§ Task instructions: Repeat the stretch of entries below from the line with "fn from(v: String)" through the line with "impl From<NetworkInterfaceInfo> for". Include both ends and add nothing.

§ Stored data:
__________
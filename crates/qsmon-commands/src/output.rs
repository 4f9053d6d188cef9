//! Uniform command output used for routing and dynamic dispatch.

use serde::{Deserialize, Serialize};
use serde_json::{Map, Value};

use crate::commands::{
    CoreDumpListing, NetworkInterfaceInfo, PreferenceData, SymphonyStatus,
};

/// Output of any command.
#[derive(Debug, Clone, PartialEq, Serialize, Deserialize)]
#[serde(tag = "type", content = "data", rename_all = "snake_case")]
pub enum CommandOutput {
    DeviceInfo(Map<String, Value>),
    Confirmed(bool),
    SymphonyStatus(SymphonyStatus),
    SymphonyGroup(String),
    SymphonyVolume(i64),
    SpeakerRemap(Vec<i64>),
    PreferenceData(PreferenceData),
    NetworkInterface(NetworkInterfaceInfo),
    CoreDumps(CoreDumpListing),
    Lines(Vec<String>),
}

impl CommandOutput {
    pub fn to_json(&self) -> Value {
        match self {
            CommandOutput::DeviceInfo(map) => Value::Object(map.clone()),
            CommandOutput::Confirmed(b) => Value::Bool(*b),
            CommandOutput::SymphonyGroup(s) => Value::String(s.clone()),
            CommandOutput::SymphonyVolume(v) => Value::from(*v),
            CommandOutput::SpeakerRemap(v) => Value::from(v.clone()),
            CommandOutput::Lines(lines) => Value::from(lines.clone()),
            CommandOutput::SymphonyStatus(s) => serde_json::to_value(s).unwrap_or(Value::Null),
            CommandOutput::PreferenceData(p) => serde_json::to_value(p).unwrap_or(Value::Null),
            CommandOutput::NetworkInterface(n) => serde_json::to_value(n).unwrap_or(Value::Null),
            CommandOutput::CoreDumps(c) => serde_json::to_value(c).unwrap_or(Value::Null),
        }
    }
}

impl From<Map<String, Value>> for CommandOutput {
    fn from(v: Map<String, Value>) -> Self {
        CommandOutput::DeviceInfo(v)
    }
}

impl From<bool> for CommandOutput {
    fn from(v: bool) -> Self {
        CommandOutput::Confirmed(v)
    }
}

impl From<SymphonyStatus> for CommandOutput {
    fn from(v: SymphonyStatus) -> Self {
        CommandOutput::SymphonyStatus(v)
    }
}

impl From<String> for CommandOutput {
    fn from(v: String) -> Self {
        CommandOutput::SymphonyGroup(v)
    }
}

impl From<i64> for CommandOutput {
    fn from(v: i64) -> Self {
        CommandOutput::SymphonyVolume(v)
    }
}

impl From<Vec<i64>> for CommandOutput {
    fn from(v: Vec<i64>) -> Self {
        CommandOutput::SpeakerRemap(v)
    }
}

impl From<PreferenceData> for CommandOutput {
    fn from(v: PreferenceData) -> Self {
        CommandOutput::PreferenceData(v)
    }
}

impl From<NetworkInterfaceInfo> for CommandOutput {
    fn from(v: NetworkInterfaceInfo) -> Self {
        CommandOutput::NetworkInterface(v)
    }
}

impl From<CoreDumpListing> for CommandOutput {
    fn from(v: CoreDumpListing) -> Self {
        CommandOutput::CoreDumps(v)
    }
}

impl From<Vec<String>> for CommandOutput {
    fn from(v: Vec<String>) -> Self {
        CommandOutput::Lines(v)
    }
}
__________
§ Reply:
    fn from(v: String) -> Self {
        CommandOutput::SymphonyGroup(v)
    }
}

impl From<i64> for CommandOutput {
    fn from(v: i64) -> Self {
        CommandOutput::SymphonyVolume(v)
    }
}

impl From<Vec<i64>> for CommandOutput {
    fn from(v: Vec<i64>) -> Self {
        CommandOutput::SpeakerRemap(v)
    }
}

impl From<PreferenceData> for CommandOutput {
    fn from(v: PreferenceData) -> Self {
        CommandOutput::PreferenceData(v)
    }
}

impl From<NetworkInterfaceInfo> for CommandOutput {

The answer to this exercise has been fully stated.